Designing mimosine-containing peptides as efficient metal chelators: Insights from molecular dynamics and quantum calculations.

Mimosine, a non-essential amino acid derived from plants, has a strong affinity for binding divalent and trivalent metal cations, including Zn²⁺, Ni²⁺, Fe^2+/3+, and Al³⁺. This ability endows mimosine with significant antimicrobial and anti-cancer properties, making it a promising candidate for therapeutic applications. Previous research has demonstrated the effectiveness of mimosine-containing peptides as metal chelators, offering a safer alternative to conventional chelation agents. However, optimizing the design of these peptides necessitates a thorough understanding of their conformational ensembles in both free and metal-bound states. Here, we perform an in-depth analysis of mimosine-containing peptides using long-time MD simulations and quantum calculations to identify key factors critical for peptide design. Our results show that these peptides can achieve metal-binding affinities comparable to established aluminum chelators like deferiprone and citrate.
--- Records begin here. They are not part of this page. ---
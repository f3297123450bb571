#![forbid(unsafe_code)]

//! Translation function bound to a scope and an optional namespace.

use std::borrow::Cow;

use lingo_format::Formats;

use crate::error::{IntlError, IntlErrorCode};
use crate::render::{RenderContext, render};
use crate::scope::IntlScope;
use crate::values::{Layered, Values};

/// Resolves message keys against the scope's catalog.
///
/// Never fails: every problem is reported once through the scope's
/// `on_error` hook and replaced by the `get_message_fallback` result.
#[derive(Clone, Debug)]
pub struct Translator {
    scope: IntlScope,
    namespace: Option<String>,
}

impl Translator {
    pub(crate) fn new(scope: IntlScope, namespace: Option<String>) -> Self {
        let namespace = namespace.filter(|ns| !ns.is_empty());
        Self { scope, namespace }
    }

    pub fn namespace(&self) -> Option<&str> {
        self.namespace.as_deref()
    }

    /// Render `key` with `values`, falling back to the scope's defaults for
    /// arguments the call does not supply.
    pub fn t(&self, key: &str, values: &Values) -> String {
        self.translate(key, values, None)
    }

    /// Like [`t`](Self::t), with call-site presets merged over the scope's.
    pub fn t_with(&self, key: &str, values: &Values, formats: &Formats) -> String {
        self.translate(key, values, Some(formats))
    }

    /// The unrendered template source for `key`.
    pub fn raw(&self, key: &str) -> String {
        match self.source(key) {
            Ok(source) => source.to_owned(),
            Err(error) => self.fail(key, error),
        }
    }

    /// Whether `key` resolves to a message. Never reports.
    pub fn has(&self, key: &str) -> bool {
        self.scope
            .messages()
            .is_some_and(|messages| messages.get(&self.full_path(key)).is_ok())
    }

    fn translate(&self, key: &str, values: &Values, call_site: Option<&Formats>) -> String {
        match self.try_translate(key, values, call_site) {
            Ok(text) => text,
            Err(error) => self.fail(key, error),
        }
    }

    fn try_translate(
        &self,
        key: &str,
        values: &Values,
        call_site: Option<&Formats>,
    ) -> Result<String, IntlError> {
        let path = self.full_path(key);
        let source = self.source(key)?;
        let template = self
            .scope
            .template(&path, source)
            .map_err(|e| IntlError::from_template(&e))?;

        let formats: Cow<'_, Formats> = match call_site {
            Some(overrides) if !overrides.is_empty() => {
                Cow::Owned(Formats::merge(self.scope.formats(), overrides))
            }
            _ => Cow::Borrowed(self.scope.formats()),
        };
        let ctx = RenderContext {
            locale: self.scope.locale(),
            time_zone: self.scope.time_zone(),
            formats: &formats,
            values: Layered {
                call_site: values,
                defaults: self.scope.default_translation_values(),
            },
            missing_time_zone: &|| self.scope.report_missing_time_zone(),
        };
        render(&template, &ctx)
    }

    fn source(&self, key: &str) -> Result<&str, IntlError> {
        let messages = self.scope.messages().ok_or_else(|| {
            IntlError::new(
                IntlErrorCode::MissingMessage,
                format!("no messages configured for locale `{}`", self.scope.locale()),
            )
        })?;
        messages
            .get(&self.full_path(key))
            .map_err(|e| IntlError::from_lookup(&e))
    }

    fn fail(&self, key: &str, error: IntlError) -> String {
        let error = error.with_path(self.namespace(), key);
        tracing::trace!(
            target: "lingo.intl",
            code = error.code.as_str(),
            key,
            namespace = self.namespace(),
            "translation failed"
        );
        self.scope.report(&error);
        self.scope.policy().fallback(self.namespace(), key, &error)
    }

    fn full_path(&self, key: &str) -> String {
        match &self.namespace {
            Some(ns) => format!("{ns}.{key}"),
            None => key.to_owned(),
        }
    }
}

#[cfg(test)]
mod tests {
    use super::*;
    use crate::config::IntlConfig;
    use lingo_catalog::{Locale, Messages};
    use lingo_format::NumberFormatOptions;
    use std::sync::{Arc, Mutex};

    fn scope_with(messages: Messages, seen: &Arc<Mutex<Vec<IntlError>>>) -> IntlScope {
        let sink = Arc::clone(seen);
        IntlScope::new(
            IntlConfig::new(Locale::parse("en").unwrap())
                .with_messages(messages)
                .with_on_error(move |e| sink.lock().unwrap().push(e.clone())),
        )
    }

    fn catalog() -> Messages {
        Messages::new()
            .with("Index.title", "Hello {name}!")
            .with("Index.count", "{n, plural, one {# item} other {# items}}")
            .with("Index.broken", "{oops")
            .with("Index.price", "{p, number, money}")
            .with("plain", "Top level")
    }

    #[test]
    fn translates_with_namespace() {
        let seen = Arc::new(Mutex::new(Vec::new()));
        let t = scope_with(catalog(), &seen).translator(Some("Index"));
        assert_eq!(t.t("title", &Values::new().with("name", "Ada")), "Hello Ada!");
        assert_eq!(t.t("count", &Values::new().with("n", 1)), "1 item");
        assert_eq!(t.t("count", &Values::new().with("n", 3)), "3 items");
        assert!(seen.lock().unwrap().is_empty());
    }

    #[test]
    fn missing_key_reports_once_and_falls_back() {
        let seen = Arc::new(Mutex::new(Vec::new()));
        let t = scope_with(catalog(), &seen).translator(Some("Index"));
        assert_eq!(t.t("nope", &Values::new()), "Index.nope");
        let seen = seen.lock().unwrap();
        assert_eq!(seen.len(), 1);
        assert_eq!(seen[0].code, IntlErrorCode::MissingMessage);
        assert_eq!(seen[0].path().as_deref(), Some("Index.nope"));
    }

    #[test]
    fn namespace_key_is_insufficient_path() {
        let seen = Arc::new(Mutex::new(Vec::new()));
        let t = scope_with(catalog(), &seen).translator(None);
        assert_eq!(t.t("Index", &Values::new()), "Index");
        assert_eq!(seen.lock().unwrap()[0].code, IntlErrorCode::InsufficientPath);
    }

    #[test]
    fn invalid_template_is_reported() {
        let seen = Arc::new(Mutex::new(Vec::new()));
        let t = scope_with(catalog(), &seen).translator(Some("Index"));
        assert_eq!(t.t("broken", &Values::new()), "Index.broken");
        assert_eq!(seen.lock().unwrap()[0].code, IntlErrorCode::InvalidMessage);
    }

    #[test]
    fn no_messages_reports_missing() {
        let seen = Arc::new(Mutex::new(Vec::new()));
        let sink = Arc::clone(&seen);
        let scope = IntlScope::new(
            IntlConfig::new(Locale::parse("en").unwrap())
                .with_on_error(move |e| sink.lock().unwrap().push(e.clone())),
        );
        assert_eq!(scope.translator(None).t("plain", &Values::new()), "plain");
        assert_eq!(seen.lock().unwrap()[0].code, IntlErrorCode::MissingMessage);
    }

    #[test]
    fn call_site_formats_are_merged() {
        let seen = Arc::new(Mutex::new(Vec::new()));
        let t = scope_with(catalog(), &seen).translator(Some("Index"));
        let formats = Formats::default().with_number("money", NumberFormatOptions::currency("USD"));
        assert_eq!(
            t.t_with("price", &Values::new().with("p", 12.5), &formats),
            "$12.50"
        );
        assert!(seen.lock().unwrap().is_empty());

        assert_eq!(t.t("price", &Values::new().with("p", 12.5)), "Index.price");
        assert_eq!(seen.lock().unwrap()[0].code, IntlErrorCode::MissingFormat);
    }

    #[test]
    fn raw_and_has() {
        let seen = Arc::new(Mutex::new(Vec::new()));
        let t = scope_with(catalog(), &seen).translator(Some("Index"));
        assert_eq!(t.raw("title"), "Hello {name}!");
        assert!(t.has("title"));
        assert!(!t.has("missing"));
        assert!(seen.lock().unwrap().is_empty());
    }

    #[test]
    fn defaults_fill_missing_arguments() {
        let seen = Arc::new(Mutex::new(Vec::new()));
        let sink = Arc::clone(&seen);
        let scope = IntlScope::new(
            IntlConfig::new(Locale::parse("en").unwrap())
                .with_messages(catalog())
                .with_default_translation_values(Values::new().with("name", "friend"))
                .with_on_error(move |e| sink.lock().unwrap().push(e.clone())),
        );
        let t = scope.translator(Some("Index"));
        assert_eq!(t.t("title", &Values::new()), "Hello friend!");
        assert_eq!(t.t("title", &Values::new().with("name", "Bo")), "Hello Bo!");
    }

    #[test]
    fn message_dates_report_the_missing_zone_once() {
        let seen = Arc::new(Mutex::new(Vec::new()));
        let messages = Messages::new().with("when", "On {d, date, short} at {d, time}");
        let scope = scope_with(messages, &seen);
        let d = chrono::DateTime::parse_from_rfc3339("2020-11-20T10:36:01Z")
            .unwrap()
            .with_timezone(&chrono::Utc);
        let t = scope.translator(None);
        assert_eq!(t.t("when", &Values::new().with("d", d)), "On 11/20/20 at 10:36:01 AM");
        scope.formatter().date_time(d, lingo_format::DateTimeFormatOptions::default());
        let seen = seen.lock().unwrap();
        assert_eq!(seen.len(), 1);
        assert_eq!(seen[0].code, IntlErrorCode::EnvironmentFallback);
    }

    #[test]
    fn unrepresentable_message_date_falls_back() {
        let seen = Arc::new(Mutex::new(Vec::new()));
        let sink = Arc::clone(&seen);
        let scope = IntlScope::new(
            IntlConfig::new(Locale::parse("de").unwrap())
                .with_messages(Messages::new().with("Log.when", "Am {d, date}"))
                .with_time_zone(lingo_format::TimeZone::parse("Europe/Vienna").unwrap())
                .with_on_error(move |e| sink.lock().unwrap().push(e.clone())),
        );
        let t = scope.translator(Some("Log"));
        let edge = chrono::DateTime::<chrono::Utc>::MAX_UTC;
        assert_eq!(t.t("when", &Values::new().with("d", edge)), "Log.when");
        let seen = seen.lock().unwrap();
        assert_eq!(seen.len(), 1);
        assert_eq!(seen[0].code, IntlErrorCode::FormattingError);
    }
}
Additionally, we underscore the crucial role of the peptide backbone in reducing the entropic penalty associated with metal binding. We propose strategies to modulate this entropic penalty-a challenging thermodynamic property to evaluate but essential in complexes between short peptides and metals-by incorporating proline residues and optimizing sequence length. These approaches offer promising pathways for developing efficient peptide chelators.